Tell how many lines in the data below contain "AppConfig", using one number as the whole reply.

BEGIN

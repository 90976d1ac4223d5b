//! Itchio2D engine entry point.
//!
//! Loads configuration, applies command-line overrides, brings the engine up
//! for the selected game type and runs the frame loop until the window
//! closes or the process is asked to stop.

use anyhow::{anyhow, Result};
use tracing::info;

use itchio_engine::cli::CliArgs;
use itchio_engine::{logging, AppConfig, Engine};

#[tokio::main(flavor = "current_thread")]
async fn main() {
    let args = CliArgs::parse();

    if let Err(e) = run(args).await {
        // Logging may not be up yet when configuration fails.
        eprintln!("❌ Failed to run engine: {:?}", e);
        std::process::exit(1);
    }
}

async fn run(args: CliArgs) -> Result<()> {
    let mut config = AppConfig::load_from_file(&args.config_path).await?;
    args.apply_overrides(&mut config);
    config
        .validate()
        .map_err(|e| anyhow!("Configuration validation failed: {}", e))?;

    logging::setup_logging(&config.logging)?;
    display_banner();

    info!(
        "📂 Config: {} | Game type: {} | Systems: {}",
        args.config_path.display(),
        config.engine.game_type,
        config.systems_dir().display()
    );

    let mut engine = Engine::initialize(config)?;
    let reason = engine.run().await?;
    engine.shutdown();

    let stats = engine.stats();
    info!(
        "👋 Exiting ({:?}) after {} frames ({:.2}s simulated)",
        reason, stats.frames, stats.simulated_seconds
    );
    Ok(())
}

fn display_banner() {
    let version = option_env!("CARGO_PKG_VERSION").unwrap_or("UNK");
    info!("╔══════════════════════════════════════════╗");
    info!("║             🎮 ITCHIO 2D ENGINE          ║");
    info!("║                  v{:<23}║", version);
    info!("║                                          ║");
    info!("║  Hot-pluggable game systems              ║");
    info!("║  Fixed-timestep frame driver             ║");
    info!("╚══════════════════════════════════════════╝");
}
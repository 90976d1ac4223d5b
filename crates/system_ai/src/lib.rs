//! AI system: agents cycling through behaviour states on a decision timer.

use system_api::{export_system, System};

/// Seconds between decisions.
const DECISION_INTERVAL: f64 = 0.5;
const AGENT_COUNT: usize = 4;

#[derive(Debug, Clone, Copy, PartialEq, Eq)]
pub enum Behaviour {
    Idle,
    Patrol,
    Chase,
}

impl Behaviour {
    fn next(self) -> Self {
        match self {
            Behaviour::Idle => Behaviour::Patrol,
            Behaviour::Patrol => Behaviour::Chase,
            Behaviour::Chase => Behaviour::Idle,
        }
    }
}

#[derive(Debug, Clone, Copy)]
pub struct Agent {
    pub behaviour: Behaviour,
    /// Seconds until the next decision.
    pub cooldown: f64,
}

#[derive(Debug, Default)]
pub struct AiSystem {
    agents: Vec<Agent>,
    decisions: u64,
}

impl AiSystem {
    pub fn agents(&self) -> &[Agent] {
        &self.agents
    }

    pub fn decisions(&self) -> u64 {
        self.decisions
    }
}

impl System for AiSystem {
    fn name(&self) -> &str {
        "AISystem"
    }

    fn initialize(&mut self) -> bool {
        // Stagger the agents so they do not all decide on the same tick.
        self.agents = (0..AGENT_COUNT)
            .map(|i| Agent {
                behaviour: Behaviour::Idle,
                cooldown: DECISION_INTERVAL * (i + 1) as f64 / AGENT_COUNT as f64,
            })
            .collect();
        self.decisions = 0;
        true
    }

    fn update(&mut self, delta_time: f64) {
        if !(delta_time > 0.0 && delta_time.is_finite()) {
            return;
        }

        for agent in &mut self.agents {
            agent.cooldown -= delta_time;
            if agent.cooldown > 0.0 {
                continue;
            }

            // Every interval that fully elapsed is one decision; the
            // remainder carries into the next cooldown.
            let overdue = -agent.cooldown;
            let decisions = (overdue / DECISION_INTERVAL).floor() as u64 + 1;
            for _ in 0..decisions % 3 {
                agent.behaviour = agent.behaviour.next();
            }
            agent.cooldown = DECISION_INTERVAL - overdue.rem_euclid(DECISION_INTERVAL);
            self.decisions = self.decisions.saturating_add(decisions);
        }
    }

    fn shutdown(&mut self) {
        self.agents.clear();
    }
}

export_system!(AiSystem);
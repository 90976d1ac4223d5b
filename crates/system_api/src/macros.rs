/// Export the contract symbols for a system type.
///
/// Generates the two C-linkage functions the engine resolves after opening
/// the library:
///
/// - `CreateInstance()` constructs the type through [`Default`] and returns
///   it as a [`RawSystem`](crate::RawSystem). If construction panics the
///   panic is caught at the boundary and a null pointer is returned, which
///   the host reports as an instantiation failure.
/// - `DestroyInstance(instance)` frees an instance returned by
///   `CreateInstance` of this library.
///
/// Call it exactly once per `cdylib`:
///
/// ```rust,ignore
/// #[derive(Default)]
/// struct PhysicsSystem { /* ... */ }
///
/// impl system_api::System for PhysicsSystem { /* ... */ }
///
/// system_api::export_system!(PhysicsSystem);
/// ```
#[macro_export]
macro_rules! export_system {
    ($system_type:ty) => {
        /// Contract entry point: allocate a new system instance.
        #[no_mangle]
        #[allow(non_snake_case)]
        pub extern "C" fn CreateInstance() -> *mut $crate::RawSystem {
            match ::std::panic::catch_unwind(|| {
                <$system_type as ::std::default::Default>::default()
            }) {
                Ok(system) => $crate::RawSystem::new_boxed(system),
                Err(_) => {
                    eprintln!(
                        "{}: system construction panicked",
                        ::std::stringify!($system_type)
                    );
                    ::std::ptr::null_mut()
                }
            }
        }

        /// Contract entry point: free an instance created by `CreateInstance`.
        ///
        /// # Safety
        ///
        /// `instance` must come from this library's `CreateInstance` and must
        /// not have been destroyed already.
        #[no_mangle]
        #[allow(non_snake_case)]
        pub unsafe extern "C" fn DestroyInstance(instance: *mut $crate::RawSystem) {
            $crate::RawSystem::destroy_boxed::<$system_type>(instance);
        }
    };
}
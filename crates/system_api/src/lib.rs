//! # Itchio2D System API
//!
//! The plugin-facing half of the dynamic system runtime. A *system* is an
//! independently compiled shared library (rendering, physics, AI, ...) that
//! the engine discovers and drives at runtime without knowing its concrete
//! type at build time.
//!
//! A system crate:
//!
//! 1. builds as a `cdylib`,
//! 2. implements [`System`] for one type that also implements [`Default`],
//! 3. calls [`export_system!`] once with that type.
//!
//! The macro emits the two contract symbols the host resolves by name,
//! `CreateInstance` and `DestroyInstance`. Everything the host touches goes
//! through the `#[repr(C)]` types in [`abi`], so no Rust trait-object layout
//! ever crosses the library boundary.
//!
//! ## Example
//!
//! ```rust
//! use system_api::{export_system, System};
//!
//! #[derive(Default)]
//! struct CounterSystem {
//!     ticks: u64,
//! }
//!
//! impl System for CounterSystem {
//!     fn name(&self) -> &str {
//!         "CounterSystem"
//!     }
//!
//!     fn update(&mut self, _delta_time: f64) {
//!         self.ticks += 1;
//!     }
//! }
//!
//! export_system!(CounterSystem);
//! ```

pub mod abi;
mod macros;

pub use abi::{
    CreateInstanceFn, DestroyInstanceFn, RawSystem, SystemVTable, CREATE_INSTANCE_SYMBOL,
    DESTROY_INSTANCE_SYMBOL,
};

/// Capability set every dynamically loaded system implements.
///
/// The host calls these in a fixed order for each instance:
/// `initialize` once, `update` once per frame tick, `shutdown` once, and
/// then the instance is destroyed through the library's `DestroyInstance`.
/// All calls happen on the host's frame thread; implementations do not need
/// to be thread-safe.
pub trait System: 'static {
    /// Stable, non-empty identifier used by the host for lookup.
    ///
    /// Must return the same value for the lifetime of the instance. The host
    /// reads it once right after creation.
    fn name(&self) -> &str;

    /// One-time setup. Returning `false` stops the host's batch
    /// initialization; the only calls a failed instance will still receive
    /// are `shutdown` and destruction.
    fn initialize(&mut self) -> bool {
        true
    }

    /// Advance the system by `delta_time` seconds. May be zero, never
    /// negative.
    fn update(&mut self, delta_time: f64);

    /// Release internal resources before the instance is destroyed.
    fn shutdown(&mut self) {}
}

END

Response to the exercise → 2